Merchia also alleges that CPAP19 was “a project that I have personally [been] working on and is not a legal entity independent of me.” Opp. 2, fn. 1 [Doc. No. 128].

B. Failure to State a Claim

M&M also argues that all counts against M&M should be dismissed where Merchia does not attribute any fraudulent statements to M&M and does not allege any substantial assistance or knowledge of tortious conduct by M&M.

In evaluating a motion to dismiss for failure to state a claim, the court assumes “the truth of all well-pleaded facts” and draws “all reasonable inferences in the plaintiff's favor.” Nisselson v. Lernout, 469 F.3d 143, 150 (1st Cir. 2006). To survive dismissal, a complaint must contain sufficient factual material to “state a claim to relief that is plausible on its face.” Bell Atl. Corp. v. Twombly, 550 U.S. 544, 570 (2007). “While a complaint attacked by a Rule 12(b)(6) motion to dismiss does not need detailed factual allegations . . . [f]actual allegations must be enough to raise a right to relief above the speculative level . . . .” Id. at 555 (internal citations omitted). “A claim has facial plausibility when the plaintiff pleads factual content that allows the court to draw the reasonable inference that the defendant is liable for the misconduct alleged.” Ashcroft v. Iqbal, 556 U.S. 662, 678 (2009). In addition, “an adequate complaint must include not only a plausible claim but also a plausible defendant.” See Penalbert-Rosa v. Fortuno-Burset, 631 F.3d 592, 594 (1st Cir. 2011).

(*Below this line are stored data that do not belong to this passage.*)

//! Hosted relay submission (GMGN)

use async_trait::async_trait;
use reqwest::Client;
use serde::Deserialize;
use serde_json::json;
use solana_sdk::{signature::Signature, transaction::VersionedTransaction};
use std::str::FromStr;
use std::sync::Arc;
use std::time::Duration;
use tracing::debug;

use super::{SendError, SenderKind, TransactionSender};
use crate::rpc_manager::RpcGateway;
use crate::tx_builder::signing::encode_transaction;

#[derive(Debug, Deserialize)]
struct RelayReply {
    code: i64,
    #[serde(default)]
    msg: String,
    #[serde(default)]
    data: Option<RelayData>,
}

#[derive(Debug, Deserialize)]
struct RelayData {
    #[serde(default)]
    hash: Option<String>,
}

pub struct HostedRelaySender {
    http: Client,
    url: String,
    rpc: Arc<dyn RpcGateway>,
}

impl HostedRelaySender {
    pub fn new(url: &str, timeout: Duration, rpc: Arc<dyn RpcGateway>) -> Result<Self, SendError> {
        let http = Client::builder().timeout(timeout).build()?;
        Ok(Self {
            http,
            url: url.to_string(),
            rpc,
        })
    }
}

#[async_trait]
impl TransactionSender for HostedRelaySender {
    fn kind(&self) -> SenderKind {
        SenderKind::HostedRelay
    }

    fn supports_simulation(&self) -> bool {
        true
    }

    async fn send(&self, tx: &VersionedTransaction) -> Result<Signature, SendError> {
        let encoded = encode_transaction(tx).map_err(|e| SendError::Encode(e.to_string()))?;
        let resp = self
            .http
            .post(&self.url)
            .json(&json!({ "signed_tx": encoded }))
            .send()
            .await?;

        let status = resp.status();
        if !status.is_success() {
            let body = resp.text().await.unwrap_or_default();
            return Err(SendError::Http {
                status: status.as_u16(),
                body,
            });
        }
        let reply: RelayReply = resp
            .json()
            .await
            .map_err(|e| SendError::InvalidResponse(e.to_string()))?;
        if reply.code != 0 {
            return Err(SendError::Rejected {
                sender: self.kind(),
                reason: format!("{} (code {})", reply.msg, reply.code),
            });
        }

        let hash = reply
            .data
            .and_then(|d| d.hash)
            .ok_or_else(|| SendError::InvalidResponse("relay reply has no hash".into()))?;
        let signature = Signature::from_str(&hash)
            .map_err(|e| SendError::InvalidResponse(format!("relay hash {hash}: {e}")))?;
        debug!(%signature, "Sent via hosted relay");
        Ok(signature)
    }

    async fn simulate(&self, tx: &VersionedTransaction) -> Result<bool, SendError> {
        Ok(self.rpc.simulate_transaction(tx).await?.err.is_none())
    }
}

In general, a complaint filed pro se is “liberally construed” and held to “less stringent standards than formal pleadings drafted by lawyers.” Estelle v. Gamble, 429 U.S. 97, 106 (1976) (quoting Haines v. Kerner, 404 U.S. 519, 520 (1972)). That does not mean that pro se plaintiffs need not plead facts sufficient to state a claim, but it does afford them some leniency when facing a motion to dismiss. See Ferranti v. Moran, 618 F.2d 888, 890 (1st Cir. 1980). However, allegations of fraud are subject to a heightened pleading standard under Federal Rule of Civil Procedure 9(b). See N. Am. Catholic Educ. Programming Found., Inc. v. Cardinale, 567 F.3d 8, 15 (1st Cir. 2009) (holding that the particularity requirement applies not only to actual fraud claims but also to “associated claims where the core allegations effectively charge fraud”). Thus, “[i]n alleging fraud or mistake, a party must state with particularity the circumstances constituting fraud or mistake.” Fed.R.Civ.P. 9(b). “This heightened pleading standard is satisfied by an averment of the who, what, where, and when of the allegedly false or fraudulent representation.” Rodi v. S.N.E. Sch. of Law, 389 F.3d 5, 15 (1st Cir.2004) (internal quotations and citations omitted). A plaintiff must also identify “the basis for inferring scienter.” N. Am. Catholic Educ. Programming Found., 567 F.3d at 13. However, “the specificity requirement extends only to the particulars of the allegedly misleading statement itself. The other elements of fraud, such as intent and knowledge, may be averred in general terms.” Rodi, 389 F.3d at 15 (internal citation omitted).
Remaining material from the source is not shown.